Bankaların güvenilirliği hassasiyetle korunmalı
Adnan Bali, bankadaki CHP hisseleri tartışmasına ilişkin konuştu: Tartışma konusu olan hadise, Atatürk paylarının kimin tarafından temsil edileceğidir. Dolayısıyla ne ana hissedarın mülkiyet haklarıyla ne bankanın performansıyla ne de bankanın iş yapma biçimiyle doğrudan bir ilgisi yoktur.

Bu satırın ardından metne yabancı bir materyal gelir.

//! Light/dark theme preference and its persistence seam.
//!
//! The preference is read once at startup and written on every apply. The
//! store is injected so the browser build can back it with `localStorage`
//! while tests and native hosts use [`MemoryThemeStore`].

use std::collections::HashMap;
use std::fmt;

use crate::config::{ThemeAppearance, ThemeConfig};
use crate::error::SidebarResult;

#[cfg(test)]
#[path = "theme_test.rs"]
mod theme_test;

#[derive(Debug, Clone, Copy, Default, PartialEq, Eq, Hash)]
pub enum Theme {
    #[default]
    Light,
    Dark,
}

impl Theme {
    /// Value written to storage and to the document attribute.
    #[must_use]
    pub fn as_str(self) -> &'static str {
        match self {
            Self::Light => "light",
            Self::Dark => "dark",
        }
    }

    /// Strict parse of a stored value.
    #[must_use]
    pub fn parse(raw: &str) -> Option<Self> {
        match raw {
            "light" => Some(Self::Light),
            "dark" => Some(Self::Dark),
            _ => None,
        }
    }

    #[must_use]
    pub fn inverse(self) -> Self {
        match self {
            Self::Light => Self::Dark,
            Self::Dark => Self::Light,
        }
    }

    /// How the theme control looks while `self` is active. It always
    /// describes the action a click will perform.
    #[must_use]
    pub fn control_appearance(self, config: &ThemeConfig) -> &ThemeAppearance {
        match self {
            Self::Light => &config.light,
            Self::Dark => &config.dark,
        }
    }
}

impl fmt::Display for Theme {
    fn fmt(&self, f: &mut fmt::Formatter<'_>) -> fmt::Result {
        f.write_str(self.as_str())
    }
}

/// Key-value persistence for the theme preference.
pub trait ThemeStore {
    /// Stored value for `key`, or `None` if nothing was saved.
    ///
    /// # Errors
    ///
    /// Returns [`crate::error::SidebarError::PersistenceUnavailable`] when the
    /// backend cannot be read.
    fn get(&self, key: &str) -> SidebarResult<Option<String>>;

    /// Store `value` under `key`.
    ///
    /// # Errors
    ///
    /// Returns [`crate::error::SidebarError::PersistenceUnavailable`] when the
    /// backend rejects the write.
    fn set(&mut self, key: &str, value: &str) -> SidebarResult<()>;
}

/// In-process store. Lives as long as the controller does.
#[derive(Debug, Clone, Default)]
pub struct MemoryThemeStore {
    values: HashMap<String, String>,
}

impl MemoryThemeStore {
    #[must_use]
    pub fn new() -> Self {
        Self::default()
    }

    /// Store pre-seeded with one entry.
    #[must_use]
    pub fn with_value(key: &str, value: &str) -> Self {
        let mut values = HashMap::new();
        values.insert(key.to_owned(), value.to_owned());
        Self { values }
    }

    /// Peek at a stored value without going through the trait.
    #[must_use]
    pub fn value(&self, key: &str) -> Option<&str> {
        self.values.get(key).map(String::as_str)
    }
}

impl ThemeStore for MemoryThemeStore {
    fn get(&self, key: &str) -> SidebarResult<Option<String>> {
        Ok(self.values.get(key).cloned())
    }

    fn set(&mut self, key: &str, value: &str) -> SidebarResult<()> {
        self.values.insert(key.to_owned(), value.to_owned());
        Ok(())
    }
}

İş Bankası ve Koç Üniversitesi işbirliğiyle kurulan Yapay Zekâ Uygulama ve Araştırma Merkezi’nin tanıtım toplantısı dün yapıldı. Toplantıda İş Bankası Genel Müdürü Adnan Bali, gazetecilerin sorularını yanıtladı.
Bali, bir gazetecinin “İş Bankası’ndaki CHP hisselerinin hazineye devri konusundaki fikirlerinizi öğrenebilir miyiz? Bu konuda hükümetle iletişime geçiyor musunuz? Olası bir devir bankanın iş yapma şeklinde bir değişikliğe yol açacak mı?” sorusu üzerine şunları söyledi: “İş Bankasının sermaye yapısı belli. Yüzde 40 civarında munzam sandık ana hissedar. Bu munzam sandığın 25 bin civarında çalışan, bir o kadar da emekli, dul, yetim şeklinde üyeleri var. Dolayısıyla şu anda çoğunluğu oluşturuyor. Bu çoğunluk çerçevesinde de yönetim kurulunda üye sayısı ile de çoğunluğu oluşturuyor. Yani karar alma mekanizmaları açısından çok açık net, şeffaf bir durum var. Diğer taraftan Atatürk’ün kuruluş sırasında koymuş olduğu kaynağın bugün ve kendi vasiyetlerinin bir gereği olarak Cumhuriyet Halk Partisi tarafından bir temsili söz konusu. Geri kalanı da halka açıktır. Tartışma konusu olan hadise, Atatürk paylarının kimin tarafından temsil edileceğidir. Dolayısıyla ne ana hissedarın mülkiyet haklarıyla ne bankanın performansıyla, ne de bankanın iş yapma biçimiyle doğrudan bir ilgisi yoktur.”
‘TARTIŞMALAR YENİ DEĞİL’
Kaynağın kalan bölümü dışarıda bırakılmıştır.